Print out the full listing exactly as it reads.

====

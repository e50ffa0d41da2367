pub(crate) mod render_config;
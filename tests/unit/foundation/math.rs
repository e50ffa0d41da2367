use super::*;

#[test]
fn luma_covers_full_range() {
    assert_eq!(luma601(Rgba16::BLACK), 0);
    assert_eq!(luma601(Rgba16::WHITE), CHANNEL_MAX);
}

#[test]
fn luma_weights_green_over_blue() {
    let green = Rgba16::new(0, CHANNEL_MAX, 0, CHANNEL_MAX);
    let blue = Rgba16::new(0, 0, CHANNEL_MAX, CHANNEL_MAX);
    assert!(luma601(green) > luma601(blue));
}

#[test]
fn transparent_reads_as_black() {
    assert_eq!(luma601(Rgba16::new(CHANNEL_MAX, CHANNEL_MAX, CHANNEL_MAX, 0)), 0);
}

#[test]
fn even_step_starts_at_zero_and_stays_below_range() {
    for n in 1..=300 {
        assert_eq!(even_step(0, n, 255), 0);
        assert!(even_step(n - 1, n, 255) < 255);
    }
    assert_eq!(even_step(1, 2, 255), 127);
}

#[test]
fn widen_maps_extremes() {
    assert_eq!(widen_u8(0), 0);
    assert_eq!(widen_u8(255), 0xffff);
}

#[test]
fn over_opaque_copies_opaque_and_mixes_partial_alpha() {
    let red = Rgba16::new(CHANNEL_MAX, 0, 0, CHANNEL_MAX);
    assert_eq!(over_opaque(red, Rgba16::WHITE), red);
    let half_black = Rgba16::new(0, 0, 0, 32_768);
    assert_eq!(
        over_opaque(half_black, Rgba16::WHITE),
        Rgba16::new(32_767, 32_767, 32_767, CHANNEL_MAX)
    );
}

====

-- TASK RESULT --
repository e50ffa0d41da2367
pub(crate) mod render_config;
filename tests/unit/foundation/math.rs
repository e50ffa0d41da2367
use super::*;

#[test]
fn luma_covers_full_range() {
    assert_eq!(luma601(Rgba16::BLACK), 0);
    assert_eq!(luma601(Rgba16::WHITE), CHANNEL_MAX);
}

#[test]
fn luma_weights_green_over_blue() {
    let green = Rgba16::new(0, CHANNEL_MAX, 0, CHANNEL_MAX);
    let blue = Rgba16::new(0, 0, CHANNEL_MAX, CHANNEL_MAX);
    assert!(luma601(green) > luma601(blue));
}

#[test]
fn transparent_reads_as_black() {
    assert_eq!(luma601(Rgba16::new(CHANNEL_MAX, CHANNEL_MAX, CHANNEL_MAX, 0)), 0);
}

#[test]
fn even_step_starts_at_zero_and_stays_below_range() {
    for n in 1..=300 {
        assert_eq!(even_step(0, n, 255), 0);
        assert!(even_step(n - 1, n, 255) < 255);
    }
    assert_eq!(even_step(1, 2, 255), 127);
}

#[test]
fn widen_maps_extremes() {
    assert_eq!(widen_u8(0), 0);
    assert_eq!(widen_u8(255), 0xffff);
}

#[test]
fn over_opaque_copies_opaque_and_mixes_partial_alpha() {
    let red = Rgba16::new(CHANNEL_MAX, 0, 0, CHANNEL_MAX);
    assert_eq!(over_opaque(red, Rgba16::WHITE), red);
    let half_black = Rgba16::new(0, 0, 0, 32_768);
    assert_eq!(
        over_opaque(half_black, Rgba16::WHITE),
        Rgba16::new(32_767, 32_767, 32_767, CHANNEL_MAX)
    );
}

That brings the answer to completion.